Yo estaba sentado en el banquillo y empecé a ver que la gente se ponía nerviosa, empezaban a señalar una limusina que había aparcado al otro lado de la Octava Avenida. La puerta de la limusina se abrió y apareció El Destructor vestido de traje. Luego me dijeron que venía de jugar a los dados en un club. Se quitó el traje y los zapatos y debajo llevaba ropa de baloncesto y así empezó a hacer reverencias a los cuatro lados de la pista diciendo ‘estoy aquí, tíos, El Destructor está aquí'.

Julius Erving (72 años ahora) fue campeón de la ABA y la NBA (con los Sixers), MVP de las dos Ligas, 16 veces all-star (once en la NBA, cinco en la ABA) y se retiró en 1987 como uno de los mejores, y más icónicos, jugadores de la historia. ¿John Hammond? El Destructor acabó en la cárcel y pasó después unos años prácticamente en la indigencia, vendiendo lo que encontraba por la calle y pasando por tiempos muy duros en Harlem, el barrio que era imposible sacar de dentro de él, del que nunca quiso irse. Todavía se le considera la gran leyenda del playground, de las canchas callejeras, el hito en la mística de esos torneos que convirtieron a Rucker Park (155th Street, Harlem) en mucho más que una pista de baloncesto. Liturgias sagradas para la contracultura negra, baloncesto sin ataduras en una herencia que mezclaba a profesionales, jugadores de universidad y almas libres (o presas de un sistema profundamente injusto) de las calles.

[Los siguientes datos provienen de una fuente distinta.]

mod common;
mod retry_tests;
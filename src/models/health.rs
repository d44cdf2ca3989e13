use chrono::{DateTime, Utc};
use serde::{Deserialize, Serialize};
use std::collections::HashMap;

#[derive(Debug, Clone, Serialize, Deserialize, PartialEq)]
#[serde(rename_all = "lowercase")]
pub enum HealthStatus {
    Healthy,
    Unhealthy,
}

#[derive(Debug, Clone, Serialize, Deserialize)]
pub struct HealthCheckResponse {
    pub status: HealthStatus,
    pub timestamp: DateTime<Utc>,
    pub checks: HashMap<String, ServiceHealth>,
}

#[derive(Debug, Clone, Serialize, Deserialize)]
pub struct ServiceHealth {
    pub status: HealthStatus,

    #[serde(skip_serializing_if = "Option::is_none")]
    pub push_type: Option<String>,

    #[serde(skip_serializing_if = "Option::is_none")]
    pub error: Option<String>,
}

impl ServiceHealth {
    pub fn healthy() -> Self {
        Self {
            status: HealthStatus::Healthy,
            push_type: None,
            error: None,
        }
    }

    pub fn unhealthy(error: String) -> Self {
        Self {
            status: HealthStatus::Unhealthy,
            push_type: None,
            error: Some(error),
        }
    }

    pub fn with_push_type(mut self, push_type: String) -> Self {
        self.push_type = Some(push_type);
        self
    }
}
pub mod health;
pub mod notification;
pub mod pushy;
pub mod response;
pub mod retry;
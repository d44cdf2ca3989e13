use serde::{Deserialize, Serialize};

pub const PUSH_STATUS_OK: &str = "OK";
pub const PUSH_STATUS_FAIL: &str = "FAIL";

/// Outcome handed back to the caller of a notification backend.
#[derive(Debug, Clone, PartialEq, Eq, Serialize, Deserialize)]
pub struct PushResponse {
    pub status: String,

    #[serde(skip_serializing_if = "Option::is_none")]
    pub error: Option<String>,
}

impl PushResponse {
    pub fn ok() -> Self {
        Self {
            status: PUSH_STATUS_OK.to_string(),
            error: None,
        }
    }

    pub fn error(reason: impl Into<String>) -> Self {
        Self {
            status: PUSH_STATUS_FAIL.to_string(),
            error: Some(reason.into()),
        }
    }

    pub fn is_ok(&self) -> bool {
        self.status == PUSH_STATUS_OK
    }
}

En el inicio de los años 70, tipos como Erving y Hammond construyeron la leyenda de Rucker Park, con los aficionados llegando en cascada, subiéndose a árboles y tejados para verlos: mucho más que partidos. Hammond, decían, tenía un tiro letal pero era, sobre todo, imparable en penetración, un azote para quienquiera que le defendiera. Nunca bajó en esa cancha de 40 puntos, o eso se dice. Su récord fue 82. En el partido de la limusina, llegó poco antes del descanso y acabó con 50 puntos. El equipo de Julius Erving, los Westsiders, entrenados por el periodista Peter Vecsey y con jugadores que ya eran profesionales en su bando, necesitó dos prórrogas para ganar. El Doctor (39 puntos) se llevó el título. El boca a boca ya azuzaba esa felina silueta de pelo afro que estaba a punto de convertirse en profesional sin acabar su periplo con los Minutemen de UMass. El MVP, sin embargo, fue para John Hammond. The Destroyer, El Destructor. Tenía 21 años.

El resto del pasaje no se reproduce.